Does running systemctl --user disable pipewire-pulse.socket, systemctl --user disable pipewire-pulse.socket, systemctl --user disable pipewire.socket and systemctl --user disable pipewire.service as non-root user, and boot without blacklist snd-sof-pci-intel-cnl suffice?

basilbasilikum commented 1 year ago

So apparently even if the services are disabled, they'll still start on boot. So I booted with blacklist snd-sof-pci-intel-cnl, and then stopped the services, then only I run sudo modprobe snd-sof-pci-intel-cnl. I have done this for 10+ boots, so far it still hasn't crash yet. But might be too soon to tell. I will loop it overnight later to be sure.

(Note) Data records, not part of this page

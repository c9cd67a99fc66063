//! Set lookups (`/sets`).

use crate::connection::Connection;
use crate::error::Result;
use crate::models::{ApiList, Set};
use crate::params::QueryParams;

use super::{ensure_not_blank, segment};

/// Query interface for MTG sets.
pub struct SetQuery<'a> {
    conn: &'a Connection,
}

impl<'a> SetQuery<'a> {
    /// Create a new `SetQuery` bound to the given connection.
    pub fn new(conn: &'a Connection) -> Self {
        Self { conn }
    }

    /// List every set, following all pages.
    pub fn all(&self) -> Result<ApiList> {
        self.conn.fetch_list("sets", &QueryParams::new())
    }

    /// Get a set by its three-to-five letter code.
    pub fn by_code(&self, code: &str) -> Result<Set> {
        ensure_not_blank("set code", code)?;
        self.get(&format!("sets/{}", segment(code)))
    }

    /// Get a set by its TCGplayer group id.
    pub fn by_tcgplayer_id(&self, tcgplayer_id: u64) -> Result<Set> {
        self.get(&format!("sets/tcgplayer/{}", tcgplayer_id))
    }

    /// Get a set by its Scryfall id.
    pub fn by_id(&self, api_id: &str) -> Result<Set> {
        ensure_not_blank("set id", api_id)?;
        self.get(&format!("sets/{}", segment(api_id)))
    }

    fn get(&self, path: &str) -> Result<Set> {
        self.conn.fetch_as(path, &QueryParams::new(), None)
    }
}
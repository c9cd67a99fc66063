//! Follow `next_page` links and merge the pages into one logical list.

use std::collections::HashSet;

use serde_json::Value;
use tracing::debug;

use crate::error::{Result, ScryfallError};

/// Read the pagination markers of a page.
///
/// Returns the `next_page` link only when `has_more` is `true` and the link
/// is a string; any other shape ends the chain.
pub fn next_link(page: &Value) -> Option<&str> {
    let has_more = page.get("has_more").and_then(Value::as_bool).unwrap_or(false);
    if !has_more {
        return None;
    }
    page.get("next_page").and_then(Value::as_str)
}

/// Resolve every page reachable from `first_page` into one value.
///
/// `fetch_next` receives a path relative to `base_url` and returns the
/// sanitized page it points to. Each iteration reads the pagination markers of
/// the page fetched last.
///
/// With `result_key = Some(k)` the returned value is `first_page` with its `k`
/// array extended by every later page's `k` array, and its `has_more` /
/// `next_page` reflecting the final page. With `result_key = None` the
/// returned value is an array holding every page object in order. A page
/// without pagination markers is returned unchanged either way.
pub fn resolve_pages<F>(
    first_page: Value,
    result_key: Option<&str>,
    base_url: &str,
    mut fetch_next: F,
) -> Result<Value>
where
    F: FnMut(&str) -> Result<Value>,
{
    let Some(first_link) = next_link(&first_page).map(str::to_string) else {
        return Ok(first_page);
    };

    let mut seen: HashSet<String> = HashSet::new();
    let mut link = Some(first_link);
    let mut accumulator = first_page;
    let mut pages: Vec<Value> = Vec::new();

    if let Some(key) = result_key {
        collection(&accumulator, key)?;
    }

    while let Some(current) = link.take() {
        if !seen.insert(current.clone()) {
            return Err(ScryfallError::Pagination(format!(
                "next_page link repeated: {}",
                current
            )));
        }

        let path = current.strip_prefix(base_url).unwrap_or(current.as_str());
        debug!(page = seen.len() + 1, path, "Following next_page");
        let page = fetch_next(path)?;
        link = next_link(&page).map(str::to_string);

        match result_key {
            Some(key) => {
                let items = collection(&page, key)?.clone();
                append(&mut accumulator, key, items)?;
                copy_markers(&mut accumulator, &page);
            }
            None => pages.push(page),
        }
    }

    match result_key {
        Some(_) => Ok(accumulator),
        None => {
            pages.insert(0, accumulator);
            Ok(Value::Array(pages))
        }
    }
}

fn collection<'a>(page: &'a Value, key: &str) -> Result<&'a Vec<Value>> {
    page.get(key)
        .and_then(Value::as_array)
        .ok_or_else(|| ScryfallError::FieldMismatch {
            tag: page_tag(page),
            message: format!("page has no '{}' array", key),
        })
}

fn append(accumulator: &mut Value, key: &str, items: Vec<Value>) -> Result<()> {
    let tag = page_tag(accumulator);
    match accumulator.get_mut(key).and_then(Value::as_array_mut) {
        Some(existing) => {
            existing.extend(items);
            Ok(())
        }
        None => Err(ScryfallError::FieldMismatch {
            tag,
            message: format!("page has no '{}' array", key),
        }),
    }
}

fn copy_markers(accumulator: &mut Value, page: &Value) {
    let Some(target) = accumulator.as_object_mut() else {
        return;
    };
    target.insert(
        "has_more".to_string(),
        page.get("has_more").cloned().unwrap_or(Value::Bool(false)),
    );
    match page.get("next_page") {
        Some(next) => {
            target.insert("next_page".to_string(), next.clone());
        }
        None => {
            target.remove("next_page");
        }
    }
}

fn page_tag(page: &Value) -> String {
    page.get("obj")
        .and_then(Value::as_str)
        .unwrap_or("list")
        .to_string()
}
use serde::{Deserialize, Serialize};

// ---------------------------------------------------------------------------
// CardSymbol
// ---------------------------------------------------------------------------

#[derive(Debug, Clone, Serialize, Deserialize)]
pub struct CardSymbol {
    pub obj: Option<String>,
    pub symbol: String,
    pub english: String,
    #[serde(default)]
    pub transposable: bool,
    #[serde(default)]
    pub represents_mana: bool,
    #[serde(default)]
    pub appears_in_mana_costs: bool,
    #[serde(default)]
    pub funny: bool,
    #[serde(default)]
    pub colors: Vec<String>,
    pub loose_variant: Option<String>,
    pub mana_value: Option<f64>,
    pub cmc: Option<f64>,
    #[serde(default)]
    pub hybrid: bool,
    #[serde(default)]
    pub phyrexian: bool,
    pub gatherer_alternates: Option<Vec<String>>,
    pub svg_uri: Option<String>,
}

// ---------------------------------------------------------------------------
// ManaCost — Result of `symbology/parse-mana`
// ---------------------------------------------------------------------------

#[derive(Debug, Clone, Serialize, Deserialize)]
pub struct ManaCost {
    pub obj: Option<String>,
    pub cost: String,
    pub cmc: f64,
    #[serde(default)]
    pub colors: Vec<String>,
    #[serde(default)]
    pub colorless: bool,
    #[serde(default)]
    pub monocolored: bool,
    #[serde(default)]
    pub multicolored: bool,
}

// ---------------------------------------------------------------------------
// Ruling
// ---------------------------------------------------------------------------

#[derive(Debug, Clone, Serialize, Deserialize)]
pub struct Ruling {
    pub obj: Option<String>,
    pub source: String,
    pub published_at: String,
    pub comment: String,
    pub oracle_id: Option<String>,
}

// ---------------------------------------------------------------------------
// BulkData — Descriptor of a downloadable bulk file
// ---------------------------------------------------------------------------

#[derive(Debug, Clone, Serialize, Deserialize)]
pub struct BulkData {
    pub api_id: String,
    pub obj: Option<String>,
    pub uri: String,
    #[serde(rename = "type")]
    pub type_field: String,
    pub name: String,
    pub description: String,
    pub download_uri: String,
    pub updated_at: String,
    pub size: Option<i64>,
    pub compressed_size: Option<i64>,
    pub content_type: String,
    pub content_encoding: String,
}

// ---------------------------------------------------------------------------
// Catalog — A flat list of strings
// ---------------------------------------------------------------------------

#[derive(Debug, Clone, Serialize, Deserialize)]
pub struct Catalog {
    pub obj: Option<String>,
    pub uri: Option<String>,
    pub total_values: i64,
    #[serde(default)]
    pub data: Vec<String>,
}
#[derive(Debug, thiserror::Error)]
pub enum ScryfallError {
    #[error("HTTP {status} from {url}: {body}")]
    HttpStatus {
        status: u16,
        url: String,
        body: String,
    },

    #[error("HTTP error: {0}")]
    Http(#[from] reqwest::Error),

    #[error("IO error: {0}")]
    Io(#[from] std::io::Error),

    #[error("JSON error: {0}")]
    Json(#[from] serde_json::Error),

    #[error("Invalid argument: {0}")]
    Validation(String),

    #[error("Unknown record tag: {0:?}")]
    UnknownRecordTag(String),

    #[error("Field mismatch decoding '{tag}': {message}")]
    FieldMismatch { tag: String, message: String },

    #[error("Pagination error: {0}")]
    Pagination(String),

    #[error("Not found: {0}")]
    NotFound(String),

    #[error("Runtime error: {0}")]
    Runtime(String),
}

impl ScryfallError {
    /// HTTP status code for [`ScryfallError::HttpStatus`] errors.
    pub fn status(&self) -> Option<u16> {
        match self {
            ScryfallError::HttpStatus { status, .. } => Some(*status),
            ScryfallError::Http(e) => e.status().map(|s| s.as_u16()),
            _ => None,
        }
    }

    /// True for the decode-time errors the list resolver skips over.
    pub fn is_decode_error(&self) -> bool {
        matches!(
            self,
            ScryfallError::UnknownRecordTag(_) | ScryfallError::FieldMismatch { .. }
        )
    }
}

pub type Result<T> = std::result::Result<T, ScryfallError>;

My current /etc/modprobe.d/blacklist_snd.conf:

blacklist snd-sof-pci-intel-cnl

The command I run after every boot: systemctl --user stop pipewire-pulse.service pipewire-pulse.socket pipewire.service pipewire.socket && sleep 9 && sudo modprobe snd-sof-pci-intel-cnl

basilbasilikum commented 1 year ago

I have looped the actions (reboot, stop all pipewire services/sockets, modprobe snd-sof-pci-intel-cnl) every five minutes for 10 hours, and I can confirm that if pipewire is stopped before modprobing, it will indeed not hang. If I don't stop pipewire before modprobing, it will hang.

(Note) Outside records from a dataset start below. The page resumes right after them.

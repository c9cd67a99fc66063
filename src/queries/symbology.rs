//! Card symbols and mana cost parsing (`/symbology`).

use crate::connection::Connection;
use crate::error::Result;
use crate::models::{ApiList, ManaCost};
use crate::params::QueryParams;

use super::ensure_not_blank;

/// Query interface for card symbology.
pub struct SymbologyQuery<'a> {
    conn: &'a Connection,
}

impl<'a> SymbologyQuery<'a> {
    /// Create a new `SymbologyQuery` bound to the given connection.
    pub fn new(conn: &'a Connection) -> Self {
        Self { conn }
    }

    /// Every card symbol.
    pub fn all(&self) -> Result<ApiList> {
        self.conn.fetch_list("symbology", &QueryParams::new())
    }

    /// Parse a mana cost string such as `"{2}{G}{G}"` or `"2GG"`.
    pub fn parse_mana(&self, cost: &str) -> Result<ManaCost> {
        ensure_not_blank("mana cost", cost)?;
        let mut params = QueryParams::new();
        params.set("cost", cost);
        self.conn.fetch_as("symbology/parse-mana", &params, None)
    }
}
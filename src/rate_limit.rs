//! Self-imposed request throttling.
//!
//! Scryfall publishes no client-side rate-limit feedback, so every outbound
//! request waits a fixed delay first. There is no backoff and no header tracking.

use std::thread;
use std::time::Duration;

use tracing::warn;

/// Fixed-delay limiter applied before every outbound request.
#[derive(Debug, Clone, Copy)]
pub struct RateLimiter {
    delay: Duration,
}

impl RateLimiter {
    pub fn new(delay: Duration) -> Self {
        Self { delay }
    }

    pub fn delay(&self) -> Duration {
        self.delay
    }

    /// Block the calling thread for the configured delay.
    ///
    /// A zero delay returns immediately without logging.
    pub fn wait(&self, method: &str, url: &str) {
        if self.delay.is_zero() {
            return;
        }
        warn!(
            delay_ms = self.delay.as_millis() as u64,
            method,
            url,
            "Self rate limiting before request"
        );
        thread::sleep(self.delay);
    }
}

impl Default for RateLimiter {
    fn default() -> Self {
        Self::new(crate::config::DEFAULT_RATE_LIMIT)
    }
}
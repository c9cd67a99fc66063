//! Key normalization applied to every JSON response.
//!
//! Scryfall objects carry `id` and `object` keys. Every map at every depth has
//! `id` moved to `api_id` and `object` moved to `obj` before any further
//! processing, so typed records never see the raw names.

use serde_json::{Map, Value};

/// Pairs of `(raw key, sanitized key)`, applied in order.
const RENAMES: [(&str, &str); 2] = [("id", "api_id"), ("object", "obj")];

/// Recursively rename reserved keys in `value`.
///
/// Maps have their reserved keys renamed before their values are sanitized;
/// sequences are rebuilt element by element. A renamed key overwrites an
/// existing target key in the same map.
pub fn sanitize(value: Value) -> Value {
    match value {
        Value::Array(items) => Value::Array(items.into_iter().map(sanitize).collect()),
        Value::Object(map) => Value::Object(sanitize_map(map)),
        other => other,
    }
}

fn sanitize_map(mut map: Map<String, Value>) -> Map<String, Value> {
    for (from, to) in RENAMES {
        if let Some(v) = map.remove(from) {
            map.insert(to.to_string(), v);
        }
    }
    map.into_iter().map(|(k, v)| (k, sanitize(v))).collect()
}

/// Sanitize a borrowed value, leaving the caller's copy untouched.
pub fn sanitized(value: &Value) -> Value {
    sanitize(value.clone())
}
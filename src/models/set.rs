use serde::{Deserialize, Serialize};

// ---------------------------------------------------------------------------
// Set — A group of related cards released together
// ---------------------------------------------------------------------------

#[derive(Debug, Clone, Serialize, Deserialize)]
pub struct Set {
    pub api_id: String,
    pub obj: Option<String>,
    pub code: String,
    pub name: String,
    pub set_type: String,
    pub card_count: i64,
    #[serde(default)]
    pub digital: bool,
    #[serde(default)]
    pub foil_only: bool,
    #[serde(default)]
    pub nonfoil_only: bool,
    pub scryfall_uri: String,
    pub uri: String,
    pub icon_svg_uri: String,
    pub search_uri: String,

    pub mtgo_code: Option<String>,
    pub arena_code: Option<String>,
    pub tcgplayer_id: Option<i64>,
    pub released_at: Option<String>,
    pub block_code: Option<String>,
    pub block: Option<String>,
    pub parent_set_code: Option<String>,
    pub printed_size: Option<i64>,
}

plbossart commented 1 year ago

@basilbasilikum thanks for the tests, what happens if you restart PipeWire e.g. 10s after the 'sudo modprobe snd-sof-pci-intel-cnl'

FWIW we have a similar sighting on a different platform, so chances are you were the first reporter of a problem we missed in our validation.

basilbasilikum commented 1 year ago

It still hangs after PipeWire is started.

plbossart commented 1 year ago

Thanks @basilbasilikum, this really helps.

plbossart commented 1 year ago

Sorry one more question @basilbasilikum. When you start pipewire, is the entire device stuck, or just the terminal where you issued the systemctl command? In the latter case, can you e.g. open another terminal and see the dmesg log?

basilbasilikum commented 1 year ago

The entire device is stuck, even REISUB doesn't work. So I can't see the dmesg log on that device. I can try using SSH from another device to get the dmesg log like before later.

basilbasilikum commented 1 year ago

Here's the dmesg log: https://pastebin.com/tq6Ych5X

10 seconds after I start PipeWire, it hangs.

basilbasilikum commented 1 year ago

Just to be clear, I connected to the device from another via SSH before I start PipeWire, and ran dmesg -C then dmesg -w before starting PipeWire. SSH does not work after it hangs.

plbossart commented 1 year ago

Thanks @basilbasilikum. I think we'll have to try to reproduce this on our side to see what happens, this is a weird issue indeed.